Because of the slow speed of the mechanism that puts the control rod inside (takes 18–20 seconds to complete), the hollow ends of the bars as well as the temporary occupation of the cooling water, SCRAM makes the reaction level increase. The increased energy produced causes the control rod deformation. The control rods are blocked after being inserted only in one third, and therefore cannot be stopped. At 1:23:45 the reactor jumped to 30 GW, ten times the normal operating capacity. The fuel rods began to drain and the steam pressure rapidly increased, causing a large vapor explosion, tossing and destroying the reactor cap, breaking the cooling water pipes and then blowing away an array. bare.
Radioactive pollutants escaped into the air after the explosion blew the first shell. Then, part of the roof collapsed, the oxygen poured in – plus the extreme heat of the reactor fuel and the regulator's graphite – burnt the graphite. This fire contributes greatly to the spread of radioactive fuel and elements that pollute surrounding areas.
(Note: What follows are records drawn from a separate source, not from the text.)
//! # Dependency Resolver
//!
//! Expands a requested set of stack ids into a deduplicated,
//! dependency-first installation order.
//!
//! The walk is a post-order depth-first traversal driven by an explicit
//! worklist. Each call owns its marker sets:
//! - `resolved`: stacks already appended to the output (shared across all
//!   roots of the call, so a later branch never re-schedules them)
//! - `in_progress`: stacks on the current path; meeting one again is a cycle
//!
//! The output is canonical: the transitive closure is walked again in id
//! order, so the result depends only on the closure of the request and
//! `resolve(resolve(S))` returns the same ordering as `resolve(S)`.

use crate::catalog::Catalog;
use crate::types::{Category, StackDescriptor, StackforgeError};
use std::collections::{BTreeMap, BTreeSet};

/// One entry of the worklist: a stack and the index of the next dependency
/// to visit.
struct Frame<'c> {
    descriptor: &'c StackDescriptor,
    next: usize,
}

/// Resolve `requested` into a dependency-first order.
///
/// Every requested id and all of its transitive dependencies appear exactly
/// once, and every dependency of a stack appears at a strictly earlier
/// position.
///
/// # Errors
///
/// - `UnknownStack` if a requested id is not in the catalog
/// - `UnknownDependency` if a descriptor references a missing id
/// - `DependencyCycle` if a stack transitively depends on itself
pub fn resolve<I, S>(catalog: &Catalog, requested: I) -> Result<Vec<&'static str>, StackforgeError>
where
    I: IntoIterator<Item = S>,
    S: AsRef<str>,
{
    let first_pass = post_order(catalog, requested)?;
    let closure: BTreeSet<&'static str> = first_pass.into_iter().collect();
    post_order(catalog, closure)
}

/// `resolve`, then move dependency-free infrastructure stacks (proxy,
/// management UI) to the front, keeping relative order otherwise.
///
/// Moving a stack without dependencies earlier never breaks the
/// dependency-first property.
pub fn install_order<I, S>(
    catalog: &Catalog,
    requested: I,
) -> Result<Vec<&'static str>, StackforgeError>
where
    I: IntoIterator<Item = S>,
    S: AsRef<str>,
{
    let mut order = resolve(catalog, requested)?;
    order.sort_by_key(|id| {
        let early = catalog
            .get(id)
            .is_some_and(|d| d.category == Category::Infrastructure && d.dependencies.is_empty());
        !early
    });
    Ok(order)
}

/// Group an already-resolved order into waves: every stack of a wave only
/// depends on stacks of earlier waves, so stacks inside one wave may be
/// deployed concurrently.
#[must_use]
pub fn deployment_waves(catalog: &Catalog, order: &[&'static str]) -> Vec<Vec<&'static str>> {
    let mut level: BTreeMap<&'static str, usize> = BTreeMap::new();
    let mut waves: Vec<Vec<&'static str>> = Vec::new();

    for &id in order {
        let wave = catalog
            .get(id)
            .map(|d| {
                d.dependencies
                    .iter()
                    .filter_map(|dep| level.get(dep))
                    .map(|l| l + 1)
                    .max()
                    .unwrap_or(0)
            })
            .unwrap_or(0);
        level.insert(id, wave);
        if waves.len() <= wave {
            waves.resize_with(wave + 1, Vec::new);
        }
        waves[wave].push(id);
    }

    waves
}

/// Post-order walk from each root in iteration order.
fn post_order<I, S>(catalog: &Catalog, roots: I) -> Result<Vec<&'static str>, StackforgeError>
where
    I: IntoIterator<Item = S>,
    S: AsRef<str>,
{
    let mut order: Vec<&'static str> = Vec::new();
    let mut resolved: BTreeSet<&'static str> = BTreeSet::new();

    for root in roots {
        let root = catalog.require(root.as_ref())?;
        if resolved.contains(root.id) {
            continue;
        }

        let mut in_progress: BTreeSet<&'static str> = BTreeSet::from([root.id]);
        let mut worklist: Vec<Frame<'_>> = vec![Frame {
            descriptor: root,
            next: 0,
        }];

        while let Some(frame) = worklist.last_mut() {
            let current = frame.descriptor.id;
            let next_dependency = frame.descriptor.dependencies.get(frame.next).copied();

            let Some(dependency) = next_dependency else {
                // All dependencies appended: the stack itself can go.
                worklist.pop();
                in_progress.remove(current);
                resolved.insert(current);
                order.push(current);
                continue;
            };
            frame.next += 1;

            if resolved.contains(dependency) {
                continue;
            }

            let descriptor =
                catalog
                    .get(dependency)
                    .ok_or_else(|| StackforgeError::UnknownDependency {
                        stack: current.to_string(),
                        dependency: dependency.to_string(),
                    })?;

            if in_progress.contains(descriptor.id) {
                return Err(cycle_error(&worklist, descriptor.id));
            }

            in_progress.insert(descriptor.id);
            worklist.push(Frame {
                descriptor,
                next: 0,
            });
        }
    }

    Ok(order)
}

/// Build the cycle path from the first occurrence of `reentered` on the
/// worklist back to itself.
fn cycle_error(worklist: &[Frame<'_>], reentered: &str) -> StackforgeError {
    let start = worklist
        .iter()
        .position(|f| f.descriptor.id == reentered)
        .unwrap_or(0);
    let mut cycle: Vec<String> = worklist[start..]
        .iter()
        .map(|f| f.descriptor.id.to_string())
        .collect();
    cycle.push(reentered.to_string());
    StackforgeError::DependencyCycle { cycle }
}

// =============================================================================
// TESTS
// =============================================================================

#[cfg(test)]
mod tests {
    use super::*;

    fn stack(id: &'static str, deps: &'static [&'static str]) -> StackDescriptor {
        StackDescriptor::new(id, Category::Application, id).depends_on(deps)
    }

    #[test]
    fn leaf_resolves_to_itself() {
        let catalog = Catalog::builtin();
        assert_eq!(resolve(&catalog, ["redis"]), Ok(vec!["redis"]));
    }

    #[test]
    fn dependencies_come_first() {
        let catalog = Catalog::builtin();
        let order = resolve(&catalog, ["evolution"]).expect("resolve");
        assert_eq!(order, vec!["postgres", "redis", "evolution"]);
    }

    #[test]
    fn shared_dependency_scheduled_once() {
        let catalog = Catalog::builtin();
        let order = resolve(&catalog, ["chatwoot", "evolution", "pgbouncer"]).expect("resolve");
        assert_eq!(order.iter().filter(|id| **id == "postgres").count(), 1);
        assert_eq!(order.len(), 5);
    }

    #[test]
    fn request_order_does_not_change_output() {
        let catalog = Catalog::builtin();
        let a = resolve(&catalog, ["grafana", "evolution", "minio"]).expect("a");
        let b = resolve(&catalog, ["minio", "grafana", "evolution"]).expect("b");
        assert_eq!(a, b);
    }

    #[test]
    fn unknown_request_is_rejected() {
        let catalog = Catalog::builtin();
        assert_eq!(
            resolve(&catalog, ["wordpress"]),
            Err(StackforgeError::UnknownStack("wordpress".into()))
        );
    }

    #[test]
    fn unknown_dependency_is_rejected() {
        let catalog = Catalog::from_descriptors([stack("app", &["db"]), stack("db", &["disk"])])
            .expect("catalog");
        assert_eq!(
            resolve(&catalog, ["app"]),
            Err(StackforgeError::UnknownDependency {
                stack: "db".into(),
                dependency: "disk".into(),
            })
        );
    }

    #[test]
    fn two_node_cycle_is_detected() {
        let catalog = Catalog::from_descriptors([stack("a", &["b"]), stack("b", &["a"])])
            .expect("catalog");
        assert_eq!(
            resolve(&catalog, ["a"]),
            Err(StackforgeError::DependencyCycle {
                cycle: vec!["a".into(), "b".into(), "a".into()],
            })
        );
    }

    #[test]
    fn cycle_path_excludes_the_entry_chain() {
        let catalog = Catalog::from_descriptors([
            stack("app", &["x"]),
            stack("x", &["y"]),
            stack("y", &["z"]),
            stack("z", &["x"]),
        ])
        .expect("catalog");
        assert_eq!(
            resolve(&catalog, ["app"]),
            Err(StackforgeError::DependencyCycle {
                cycle: vec!["x".into(), "y".into(), "z".into(), "x".into()],
            })
        );
    }

    #[test]
    fn self_dependency_is_a_cycle() {
        let catalog = Catalog::from_descriptors([stack("loop", &["loop"])]).expect("catalog");
        assert!(matches!(
            resolve(&catalog, ["loop"]),
            Err(StackforgeError::DependencyCycle { .. })
        ));
    }

    #[test]
    fn diamond_is_not_a_cycle() {
        let catalog = Catalog::from_descriptors([
            stack("top", &["left", "right"]),
            stack("left", &["base"]),
            stack("right", &["base"]),
            stack("base", &[]),
        ])
        .expect("catalog");
        assert_eq!(
            resolve(&catalog, ["top"]),
            Ok(vec!["base", "left", "right", "top"])
        );
    }

    #[test]
    fn install_order_puts_infrastructure_first() {
        let catalog = Catalog::builtin();
        let order = install_order(&catalog, ["grafana", "traefik", "portainer"]).expect("order");
        assert_eq!(order, vec!["portainer", "traefik", "prometheus", "grafana"]);
    }

    #[test]
    fn waves_group_independent_stacks() {
        let catalog = Catalog::builtin();
        let order = resolve(&catalog, ["evolution", "grafana"]).expect("resolve");
        let waves = deployment_waves(&catalog, &order);
        assert_eq!(waves.len(), 2);
        assert!(waves[0].contains(&"postgres"));
        assert!(waves[0].contains(&"prometheus"));
        assert!(waves[1].contains(&"evolution"));
        assert!(waves[1].contains(&"grafana"));
    }
}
Experts check radioactive content in the Chernobyl Plant area. Photo: The Irish Times
Prison and disease
After the explosion, Dyatlov showed the first signs of radiation exposure, he continuously vomited and was taken to Moscow hospital. On that fateful night, he was exposed to radiation up to 390 REM and later had to train for the second time in his life when radiological injuries on his legs healed.
Along with others responsible for the disaster (Director Brukhanov and chief engineer of the plant, Nikolay Fomin), Dyatlov had to go to court and receive a 10-year sentence despite being ill.
Dyatlov insists that he has checked every step of the evening and is absolutely certain that his responsibility in the tragedy is only one part. "The reactors did not comply with more than 30 standard design requirements – more than enough for an explosion. To explain the tragedy in another way: before the protection was lifted, the reactor was reached. coming to the same state as a nuclear bomb and not having an alarm signal. How can the employees recognize that state – through the sense of smell or touch? "he argued in his book. "Before talking about the employee's error, think about it – the reactor was detonated by its emergency system."
Despite illness and disability, Dyatlov was still in prison, initially in Kiev and then in the Poltava region, all of Ukraine. After 4 years and continuous letters of amnesty, including many letters from Russian nuclear physicist Andrei Sakharov and his wife Dyatlov, in 1990, he was released for ill health. Dyatlov underwent medical treatment in Germany, but suffered a great deal of pain and died in 1995 due to radiation-induced heart failure.
From left, Director of NPP Viktor Brukhanov, Anatoly Dyatlov, and chief engineer Nikolay Fomin in court. Photo: Reuters
Until his death, Dyatlov continued to blame the tragedy for design errors and argued that the Soviet Union could not accept responsibility for this and therefore, blame those who had to work on equipment. error. To prove his point, he conducted an interview in 1994 and wrote a book in Russian.
Since then there have been conflicting views on Dyatlov's personality, depending on how individuals want to remember him. But one thing was officially acknowledged later that the defects of the Chernobyl Plant played a role and tragedy was not only Dyatlov's fault.